I was standing chatting with two ladies who were about to take leave of their hostess, when Leithcourt returned, but alone. Hornby had not accompanied him. Was it because he feared to again meet me?

In order to ascertain something regarding the man who had so mysteriously fled from Leghorn, I managed by the exercise of a little diplomacy to sit on the lawn with a young married woman named Tennant, wife of a cavalry captain, who was one of the house-party. After a little time I succeeded in turning the conversation to her fellow guests, and more particularly to the man I knew as Hornby.

"Oh! Mr. Woodroffe is most amusing," declared the bright little woman. "He's always playing some practical joke or other. After dinner he is usually the life and soul of our party."

"Yes," I said, "I like what little I have seen of him. He's a very good fellow, I should say. I've heard that he's engaged to Muriel," I hazarded. "Is that true?"

"Of course. They've been engaged nearly a year, but he's been abroad until quite lately. He is rather close about his own affairs, and never talks about his travels and adventures, although one day Mr. Leithcourt declared that his hairbreadth escapes would make a most exciting book if ever written."

"Leithcourt and he are evidently most intimate friends."

"Oh, quite inseparable!" she laughed. "And the other man who is always with them is that short, stout, red-faced old fellow standing over there with the lady in pale blue, Sir Ughtred Gardner. Mr. Woodroffe has nicknamed him 'Sir Putrid.'" And we both laughed. "Of course, don't say I said so," she whispered. "They don't call him that to his face, but it's so easy to make a mistake in his name when he's not within hearing. We women don't care for him, so the nickname just fits."
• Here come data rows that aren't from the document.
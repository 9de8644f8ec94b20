//! Form interactions: country picker, field filling, selects, the consent
//! checkbox, and the verify click.
//!
//! All DOM work is shipped to the page as JS and evaluated in one round trip
//! per interaction. Lookup failures are not fatal: a control that cannot be
//! found is logged and skipped, leaving the field at its prior value.

use super::locator::{self, js_string, Probe};
use super::AgentError;
use crate::driver::common::{wait_until, PollConfig};
use crate::driver::PageDriver;
use crate::utils::config::Pacing;
use anyhow::Result;

/// Fill a control located through the probe chain. Returns `false` (after
/// logging) when every probe came up empty.
pub async fn set_field(page: &dyn PageDriver, selector: &str, hint: &str, value: &str) -> bool {
    let probes = locator::probe_chain(selector, hint);
    set_field_with(page, &probes, value).await
}

pub async fn set_field_with(page: &dyn PageDriver, probes: &[Probe], value: &str) -> bool {
    let js = locator::set_value_js(probes, value);
    match page.eval(&js).await {
        Ok(v) if v.as_bool() == Some(true) => true,
        Ok(_) => {
            log::warn!("element not found for {probes:?}; field left unchanged");
            false
        }
        Err(e) => {
            log::warn!("set_field failed for {probes:?}: {e:#}");
            false
        }
    }
}

/// Pick a random usable option of a select (placeholders filtered out)
pub async fn set_select_random(page: &dyn PageDriver, selector: &str) -> bool {
    let js = format!(
        r#"() => {{
  const el = document.querySelector({sel});
  if (!el || el.tagName !== 'SELECT') return false;
  const usable = Array.from(el.options || []).filter(o => {{
    const text = (o.textContent || '').trim().toLowerCase();
    const val = (o.value || '').trim();
    if (!val && !text) return false;
    if (text.includes('not selected')) return false;
    return true;
  }});
  if (usable.length === 0) return false;
  const pick = usable[Math.floor(Math.random() * usable.length)];
  el.value = pick.value;
  el.dispatchEvent(new Event('change', {{ bubbles: true }}));
  el.dispatchEvent(new Event('input', {{ bubbles: true }}));
  return true;
}}"#,
        sel = js_string(selector)
    );
    match page.eval(&js).await {
        Ok(v) if v.as_bool() == Some(true) => true,
        Ok(_) => {
            log::warn!("no usable option for select {selector}");
            false
        }
        Err(e) => {
            log::warn!("set_select_random failed for {selector}: {e:#}");
            false
        }
    }
}

/// Open the country picker, fuzzy-match the wanted label, and trigger its
/// radio. Fails soft: a missing picker or label is logged and `Ok(false)`.
pub async fn select_country(page: &dyn PageDriver, pacing: &Pacing, country: &str) -> Result<bool> {
    let open_js = r#"() => {
  let btn = document.querySelector('.change-country-button');
  if (!btn) {
    for (const b of document.querySelectorAll('button')) {
      const text = b.textContent || '';
      if (text.includes('Change Country') || text.includes('change-country')) { btn = b; break; }
    }
  }
  if (!btn) return false;
  btn.click();
  return true;
}"#;
    let opened = page.eval(open_js).await?.as_bool() == Some(true);
    if !opened {
        log::warn!("change-country control not found; keeping current country");
        return Ok(false);
    }

    tokio::time::sleep(pacing.picker_wait).await;

    let pick_js = format!(
        r#"() => {{
  const wanted = {country};
  const picker = document.querySelector('.country-picker') || document.querySelector('div[class*="country"]');
  if (!picker) return 'no-picker';
  for (const label of Array.from(picker.querySelectorAll('label'))) {{
    const text = (label.textContent || '').trim();
    if (text !== wanted && !text.includes(wanted)) continue;
    let radio = label.querySelector('input[type="radio"]');
    if (!radio) {{
      radio = label.previousElementSibling;
      if (!radio || radio.type !== 'radio') radio = label.nextElementSibling;
    }}
    if (radio && radio.type === 'radio') {{
      radio.click();
      radio.dispatchEvent(new Event('change', {{ bubbles: true }}));
      radio.dispatchEvent(new Event('click', {{ bubbles: true }}));
    }} else {{
      label.click();
    }}
    return 'selected';
  }}
  return 'no-match';
}}"#,
        country = js_string(country)
    );
    let outcome = page.eval(&pick_js).await?;
    match outcome.as_str() {
        Some("selected") => {
            tokio::time::sleep(pacing.picker_apply).await;
            Ok(true)
        }
        Some(reason) => {
            log::warn!("country '{country}' not selected ({reason}); using the page default");
            Ok(false)
        }
        None => Ok(false),
    }
}

/// Finder shared by the consent-checkbox click and its verification pass
const FIND_CONSENT_FN: &str = r#"() => {
  const norm = (s) => (s || '').toString().toLowerCase();
  const textMatches = (t) => /run\s*a\s*test\s*transaction/.test(norm(t));
  const checkboxes = Array.from(document.querySelectorAll('input[type="checkbox"]'));
  let target = checkboxes.find(cb =>
    (norm(cb.id).includes('test') && norm(cb.id).includes('transaction')) ||
    (norm(cb.name).includes('test') && norm(cb.name).includes('transaction')) ||
    textMatches(cb.title) || textMatches(cb.getAttribute('aria-label')));
  if (!target) {
    for (const label of Array.from(document.querySelectorAll('label'))) {
      if (!textMatches(label.textContent)) continue;
      if (label.control && label.control.type === 'checkbox') { target = label.control; break; }
      const forId = label.getAttribute('for');
      if (forId) {
        const byFor = document.getElementById(forId);
        if (byFor && byFor.type === 'checkbox') { target = byFor; break; }
      }
      const nested = label.querySelector('input[type="checkbox"]');
      if (nested) { target = nested; break; }
    }
  }
  if (!target) target = document.querySelector('input[type="checkbox"].regular-checkbox');
  if (!target && checkboxes.length === 1) target = checkboxes[0];
  return target || null;
}"#;

/// Tick the "run a test transaction" checkbox: native click first so bound
/// listeners run, then verify and force the state if the click bounced.
pub async fn set_consent_checkbox(page: &dyn PageDriver, pacing: &Pacing) -> bool {
    let click_js = format!(
        r#"() => {{
  const find = {FIND_CONSENT_FN};
  const target = find();
  if (!target) return false;
  target.scrollIntoView({{ behavior: 'instant', block: 'center' }});
  try {{ target.click(); }} catch (_) {{ target.checked = true; }}
  target.dispatchEvent(new Event('input', {{ bubbles: true }}));
  target.dispatchEvent(new Event('change', {{ bubbles: true }}));
  return true;
}}"#
    );
    let clicked = matches!(page.eval(&click_js).await, Ok(v) if v.as_bool() == Some(true));
    if !clicked {
        log::warn!("consent checkbox not found; submitting without it");
        return false;
    }

    tokio::time::sleep(pacing.checkbox_verify).await;

    let force_js = format!(
        r#"() => {{
  const find = {FIND_CONSENT_FN};
  const target = find();
  if (!target) return false;
  if (!target.checked) {{
    target.checked = true;
    target.dispatchEvent(new Event('change', {{ bubbles: true }}));
  }}
  return target.checked;
}}"#
    );
    match page.eval(&force_js).await {
        Ok(v) => v.as_bool() == Some(true),
        Err(e) => {
            log::warn!("consent checkbox verification failed: {e:#}");
            false
        }
    }
}

/// Find and click the verify control, waiting for it to become visible and
/// enabled within the submit budget; fall back to native form submission.
/// Returns `false` when nothing could be triggered at all.
pub async fn click_verify(page: &dyn PageDriver, pacing: &Pacing) -> bool {
    let tick_js = r#"() => {
  const matchButton = (root) => {
    const byId = root.querySelector('#verification-button');
    if (byId) return byId;
    const candidates = Array.from(root.querySelectorAll('button, input[type="button"], input[type="submit"], a[role="button"]'));
    return candidates.find(el => /\bverify\b/i.test(((el.textContent || el.value || '')).trim())) || null;
  };
  let btn = matchButton(document);
  if (!btn) {
    for (const f of Array.from(document.querySelectorAll('iframe'))) {
      try {
        const doc = f.contentDocument || (f.contentWindow && f.contentWindow.document);
        if (!doc) continue;
        btn = matchButton(doc);
        if (btn) break;
      } catch (_) { /* cross-origin frame */ }
    }
  }
  if (!btn) return 'missing';
  try { btn.scrollIntoView({ behavior: 'instant', block: 'center' }); } catch (_) {}
  const rect = btn.getBoundingClientRect();
  if (!rect || rect.width === 0 || rect.height === 0) return 'not-ready';
  if (btn.disabled || btn.getAttribute('disabled') !== null || btn.getAttribute('aria-disabled') === 'true') return 'not-ready';
  try { btn.click(); } catch (_) { btn.dispatchEvent(new MouseEvent('click', { bubbles: true })); }
  return 'clicked';
}"#;

    let poll = PollConfig::new(pacing.submit_timeout, pacing.submit_poll);
    let clicked = wait_until(
        || async {
            matches!(
                page.eval(tick_js).await,
                Ok(v) if v.as_str() == Some("clicked")
            )
        },
        &poll,
    )
    .await;
    if clicked {
        return true;
    }

    // fall back to submitting the form directly
    let fallback_js = r#"() => {
  const form = document.querySelector('form');
  if (!form) return false;
  if (typeof form.requestSubmit === 'function') form.requestSubmit(); else form.submit();
  return true;
}"#;
    match page.eval(fallback_js).await {
        Ok(v) if v.as_bool() == Some(true) => {
            log::warn!("verify control not clickable; submitted the form directly");
            true
        }
        _ => false,
    }
}

/// Raw option of a select, as scraped from the page
#[derive(Debug, Clone, serde::Deserialize)]
pub struct RawOption {
    pub text: String,
    pub value: String,
}

/// Scrape the visible option labels of a select, for seeding value lists.
/// Users expect the human-readable labels ('Johor', 'Kedah'), not coded
/// values ('01', '02').
pub async fn scrape_select_options(
    page: &dyn PageDriver,
    select_id: &str,
) -> Result<Vec<String>, AgentError> {
    let selector = if select_id.starts_with('#') || select_id.starts_with('.') {
        select_id.to_string()
    } else {
        format!("#{select_id}")
    };
    let js = format!(
        r#"() => {{
  const el = document.querySelector({sel});
  if (!el || el.tagName !== 'SELECT') return null;
  return Array.from(el.options || []).map(o => ({{
    text: ((o.textContent || o.label || '')).trim(),
    value: (o.value || '').trim()
  }}));
}}"#,
        sel = js_string(&selector)
    );
    let raw = page
        .eval(&js)
        .await
        .map_err(|e| AgentError::Page(e.to_string()))?;
    if raw.is_null() {
        return Err(AgentError::ElementNotFound(selector));
    }
    let options: Vec<RawOption> =
        serde_json::from_value(raw).map_err(|e| AgentError::Page(e.to_string()))?;
    Ok(filter_option_labels(options))
}

/// Prefer the visible text, fall back to the value, drop placeholders, and
/// dedupe while preserving order.
pub fn filter_option_labels(options: Vec<RawOption>) -> Vec<String> {
    let mut seen = std::collections::HashSet::new();
    options
        .into_iter()
        .filter_map(|o| {
            let label = if o.text.is_empty() { o.value } else { o.text };
            let trimmed = label.trim().to_string();
            if trimmed.is_empty() {
                return None;
            }
            let lower = trimmed.to_lowercase();
            if lower == "not selected" || lower == "select" || lower == "please select" {
                return None;
            }
            if !seen.insert(trimmed.clone()) {
                return None;
            }
            Some(trimmed)
        })
        .collect()
}

#[cfg(test)]
mod tests {
    use super::*;

    fn opt(text: &str, value: &str) -> RawOption {
        RawOption {
            text: text.to_string(),
            value: value.to_string(),
        }
    }

    #[test]
    fn option_labels_prefer_text_over_value() {
        let labels = filter_option_labels(vec![opt("Johor", "01"), opt("", "02")]);
        assert_eq!(labels, vec!["Johor", "02"]);
    }

    #[test]
    fn option_labels_drop_placeholders_and_empties() {
        let labels = filter_option_labels(vec![
            opt("Not Selected", ""),
            opt("Please Select", ""),
            opt("Select", ""),
            opt("", ""),
            opt("Kedah", "02"),
        ]);
        assert_eq!(labels, vec!["Kedah"]);
    }

    #[test]
    fn option_labels_dedupe_in_order() {
        let labels = filter_option_labels(vec![
            opt("Johor", "01"),
            opt("Kedah", "02"),
            opt("Johor", "03"),
        ]);
        assert_eq!(labels, vec!["Johor", "Kedah"]);
    }
}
And she gossiped on, telling me much that I desired to know regarding the new tenant of Rannoch and his friends, and more especially of that man who had first introduced himself to me in the Consulate at Leghorn.

Half an hour later my uncle's carriage was announced, and I left with the distinct impression that there was some deep mystery surrounding the Leithcourts. What it was, however, I could not, for the life of me, make out. Perhaps it was Philip Leithcourt's intimate relation with the man who had so cleverly deceived me that incited my curiosity concerning him; perhaps it was that mysterious intuition, that curious presage of evil that sometimes comes to a man as warning of impending peril. Whatever the reason, I had become filled with grave apprehensions. The mystery grew deeper day by day, and was inexplicable.

During the week that followed I sought to learn all I could regarding the new people at the castle.

"They are taken up everywhere," declared my aunt when I questioned her. "Of course, we knew very little of them, except that they had a shoot up near Fort William two years ago, and that they have a town house in Green Street. They are evidently rather smart folks. Don't you think so?"

"Judging from their house-party, yes," I responded. "They are about as gay a crowd as one could find north of Carlisle just at present."

"Exactly. There are some well-known people among them, too," said my aunt. "I've asked them over to-morrow afternoon, and they've accepted."

"Excellent!" I exclaimed, for I wanted an opportunity for another chat with the dark-eyed girl who was engaged to the man whose alias was Hornby. I particularly desired to ascertain the reason of her fear when I had mentioned the Lola, and whether she possessed any knowledge of Hylton Chater.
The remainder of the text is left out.